• _Entries provided_:
//! Provisioning of the local Pub/Sub topology.
//!
//! Order matters: the dead-letter topic has to exist before a subscription
//! can reference it, and the main topic before anything can subscribe to it.

use std::fmt;
use std::sync::Arc;

use serde::{Deserialize, Serialize};
use tabled::Tabled;
use tracing::{info, warn};

use crate::config::SetupConfig;
use crate::pubsub::{PubsubAdmin, SubscriptionSpec};
use crate::types::{ResourceKind, ResourceName};
use crate::Result;

/// What happened to a resource during a run.
#[derive(Debug, Clone, Copy, PartialEq, Eq, Serialize, Deserialize)]
#[serde(rename_all = "snake_case")]
pub enum Outcome {
    /// Resource did not exist and was created.
    Created,
    /// Resource already existed and was left untouched.
    AlreadyExists,
    /// Resource existed and was deleted then created again.
    Recreated,
}

impl fmt::Display for Outcome {
    fn fmt(&self, f: &mut fmt::Formatter<'_>) -> fmt::Result {
        let text = match self {
            Outcome::Created => "created",
            Outcome::AlreadyExists => "already exists",
            Outcome::Recreated => "recreated",
        };
        f.write_str(text)
    }
}

/// One line of the provisioning report.
#[derive(Debug, Clone, PartialEq, Eq, Serialize, Deserialize, Tabled)]
pub struct ProvisionedResource {
    /// Role of the resource.
    pub kind: ResourceKind,
    /// Fully-qualified resource name.
    pub name: String,
    /// What the run did to it.
    pub outcome: Outcome,
}

/// Result of a full provisioning run.
#[derive(Debug, Clone, PartialEq, Eq, Serialize, Deserialize)]
pub struct ProvisionReport {
    /// Project the resources live in.
    pub project_id: String,
    /// Resources in the order they were handled.
    pub resources: Vec<ProvisionedResource>,
}

/// Ensures topics and the pull subscription exist on the emulator.
pub struct Provisioner {
    admin: Arc<dyn PubsubAdmin>,
}

impl Provisioner {
    /// Create a provisioner backed by `admin`.
    pub fn new(admin: Arc<dyn PubsubAdmin>) -> Self {
        Self { admin }
    }

    /// Create the topic if it is missing. An existing topic is kept as is.
    pub async fn ensure_topic(&self, kind: ResourceKind, topic_id: &str) -> Result<ProvisionedResource> {
        let label = kind.label();
        let name = ResourceName::topic(self.admin.project_id(), topic_id);

        info!(topic_id = %topic_id, "Creating {} '{}'...", label, topic_id);

        let exists = self
            .admin
            .topic_exists(topic_id)
            .await
            .map_err(|e| e.during(format!("check {} existence", label)))?;

        let outcome = if exists {
            warn!(topic_id = %topic_id, "{} '{}' already exists.", label, topic_id);
            Outcome::AlreadyExists
        } else {
            self.admin
                .create_topic(topic_id)
                .await
                .map_err(|e| e.during(format!("create {} '{}'", label, topic_id)))?;
            info!(topic_id = %topic_id, "{} '{}' created successfully.", label, topic_id);
            Outcome::Created
        };

        Ok(ProvisionedResource {
            kind,
            name: name.to_string(),
            outcome,
        })
    }

    /// Create the subscription, deleting any existing one first so its
    /// configuration always matches `spec`.
    pub async fn recreate_subscription(&self, subscription_id: &str, spec: &SubscriptionSpec) -> Result<ProvisionedResource> {
        let name = ResourceName::subscription(self.admin.project_id(), subscription_id);

        info!(
            subscription_id = %subscription_id,
            topic = %spec.topic,
            "Creating PULL subscription '{}' to topic '{}'...",
            subscription_id,
            spec.topic.resource_id()
        );

        let exists = self
            .admin
            .subscription_exists(subscription_id)
            .await
            .map_err(|e| e.during("check subscription existence"))?;

        if exists {
            warn!(
                subscription_id = %subscription_id,
                "Subscription '{}' already exists. Deleting and recreating for fresh config.",
                subscription_id
            );
            self.admin
                .delete_subscription(subscription_id)
                .await
                .map_err(|e| e.during(format!("delete existing subscription '{}'", subscription_id)))?;
            info!(subscription_id = %subscription_id, "Existing subscription '{}' deleted.", subscription_id);
        }

        self.admin
            .create_subscription(subscription_id, spec)
            .await
            .map_err(|e| e.during(format!("create pull subscription '{}'", subscription_id)))?;
        info!(
            subscription_id = %subscription_id,
            dead_letter_topic = %spec.dead_letter_topic,
            max_delivery_attempts = spec.max_delivery_attempts,
            ack_deadline_seconds = spec.ack_deadline_seconds,
            "PULL subscription '{}' created successfully.",
            subscription_id
        );

        Ok(ProvisionedResource {
            kind: ResourceKind::PullSubscription,
            name: name.to_string(),
            outcome: if exists { Outcome::Recreated } else { Outcome::Created },
        })
    }

    /// Provision the dead-letter topic, the main topic, and the subscription.
    pub async fn run(&self, config: &SetupConfig) -> Result<ProvisionReport> {
        let mut resources = Vec::with_capacity(3);

        resources.push(
            self.ensure_topic(ResourceKind::DeadLetterTopic, &config.dlt_topic_id)
                .await?,
        );
        resources.push(self.ensure_topic(ResourceKind::MainTopic, &config.topic_id).await?);

        let spec = SubscriptionSpec::new(config.topic(), config.dlt_topic(), config.subscription);
        resources.push(
            self.recreate_subscription(&config.subscription_id, &spec)
                .await?,
        );

        info!("Pub/Sub emulator setup complete.");

        Ok(ProvisionReport {
            project_id: config.project_id.clone(),
            resources,
        })
    }
}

• _Work instruction_:
Retype all of the listing exactly, leaving out no line.

• _Your solution_:
//! Provisioning of the local Pub/Sub topology.
//!
//! Order matters: the dead-letter topic has to exist before a subscription
//! can reference it, and the main topic before anything can subscribe to it.

use std::fmt;
use std::sync::Arc;

use serde::{Deserialize, Serialize};
use tabled::Tabled;
use tracing::{info, warn};

use crate::config::SetupConfig;
use crate::pubsub::{PubsubAdmin, SubscriptionSpec};
use crate::types::{ResourceKind, ResourceName};
use crate::Result;

/// What happened to a resource during a run.
#[derive(Debug, Clone, Copy, PartialEq, Eq, Serialize, Deserialize)]
#[serde(rename_all = "snake_case")]
pub enum Outcome {
    /// Resource did not exist and was created.
    Created,
    /// Resource already existed and was left untouched.
    AlreadyExists,
    /// Resource existed and was deleted then created again.
    Recreated,
}

impl fmt::Display for Outcome {
    fn fmt(&self, f: &mut fmt::Formatter<'_>) -> fmt::Result {
        let text = match self {
            Outcome::Created => "created",
            Outcome::AlreadyExists => "already exists",
            Outcome::Recreated => "recreated",
        };
        f.write_str(text)
    }
}

/// One line of the provisioning report.
#[derive(Debug, Clone, PartialEq, Eq, Serialize, Deserialize, Tabled)]
pub struct ProvisionedResource {
    /// Role of the resource.
    pub kind: ResourceKind,
    /// Fully-qualified resource name.
    pub name: String,
    /// What the run did to it.
    pub outcome: Outcome,
}

/// Result of a full provisioning run.
#[derive(Debug, Clone, PartialEq, Eq, Serialize, Deserialize)]
pub struct ProvisionReport {
    /// Project the resources live in.
    pub project_id: String,
    /// Resources in the order they were handled.
    pub resources: Vec<ProvisionedResource>,
}

/// Ensures topics and the pull subscription exist on the emulator.
pub struct Provisioner {
    admin: Arc<dyn PubsubAdmin>,
}

impl Provisioner {
    /// Create a provisioner backed by `admin`.
    pub fn new(admin: Arc<dyn PubsubAdmin>) -> Self {
        Self { admin }
    }

    /// Create the topic if it is missing. An existing topic is kept as is.
    pub async fn ensure_topic(&self, kind: ResourceKind, topic_id: &str) -> Result<ProvisionedResource> {
        let label = kind.label();
        let name = ResourceName::topic(self.admin.project_id(), topic_id);

        info!(topic_id = %topic_id, "Creating {} '{}'...", label, topic_id);

        let exists = self
            .admin
            .topic_exists(topic_id)
            .await
            .map_err(|e| e.during(format!("check {} existence", label)))?;

        let outcome = if exists {
            warn!(topic_id = %topic_id, "{} '{}' already exists.", label, topic_id);
            Outcome::AlreadyExists
        } else {
            self.admin
                .create_topic(topic_id)
                .await
                .map_err(|e| e.during(format!("create {} '{}'", label, topic_id)))?;
            info!(topic_id = %topic_id, "{} '{}' created successfully.", label, topic_id);
            Outcome::Created
        };

        Ok(ProvisionedResource {
            kind,
            name: name.to_string(),
            outcome,
        })
    }

    /// Create the subscription, deleting any existing one first so its
    /// configuration always matches `spec`.
    pub async fn recreate_subscription(&self, subscription_id: &str, spec: &SubscriptionSpec) -> Result<ProvisionedResource> {
        let name = ResourceName::subscription(self.admin.project_id(), subscription_id);

        info!(
            subscription_id = %subscription_id,
            topic = %spec.topic,
            "Creating PULL subscription '{}' to topic '{}'...",
            subscription_id,
            spec.topic.resource_id()
        );

        let exists = self
            .admin
            .subscription_exists(subscription_id)
            .await
            .map_err(|e| e.during("check subscription existence"))?;

        if exists {
            warn!(
                subscription_id = %subscription_id,
                "Subscription '{}' already exists. Deleting and recreating for fresh config.",
                subscription_id
            );
            self.admin
                .delete_subscription(subscription_id)
                .await
                .map_err(|e| e.during(format!("delete existing subscription '{}'", subscription_id)))?;
            info!(subscription_id = %subscription_id, "Existing subscription '{}' deleted.", subscription_id);
        }

        self.admin
            .create_subscription(subscription_id, spec)
            .await
            .map_err(|e| e.during(format!("create pull subscription '{}'", subscription_id)))?;
        info!(
            subscription_id = %subscription_id,
            dead_letter_topic = %spec.dead_letter_topic,
            max_delivery_attempts = spec.max_delivery_attempts,
            ack_deadline_seconds = spec.ack_deadline_seconds,
            "PULL subscription '{}' created successfully.",
            subscription_id
        );

        Ok(ProvisionedResource {
            kind: ResourceKind::PullSubscription,
            name: name.to_string(),
            outcome: if exists { Outcome::Recreated } else { Outcome::Created },
        })
    }

    /// Provision the dead-letter topic, the main topic, and the subscription.
    pub async fn run(&self, config: &SetupConfig) -> Result<ProvisionReport> {
        let mut resources = Vec::with_capacity(3);

        resources.push(
            self.ensure_topic(ResourceKind::DeadLetterTopic, &config.dlt_topic_id)
                .await?,
        );
        resources.push(self.ensure_topic(ResourceKind::MainTopic, &config.topic_id).await?);

        let spec = SubscriptionSpec::new(config.topic(), config.dlt_topic(), config.subscription);
        resources.push(
            self.recreate_subscription(&config.subscription_id, &spec)
                .await?,
        );

        info!("Pub/Sub emulator setup complete.");

        Ok(ProvisionReport {
            project_id: config.project_id.clone(),
            resources,
        })
    }
}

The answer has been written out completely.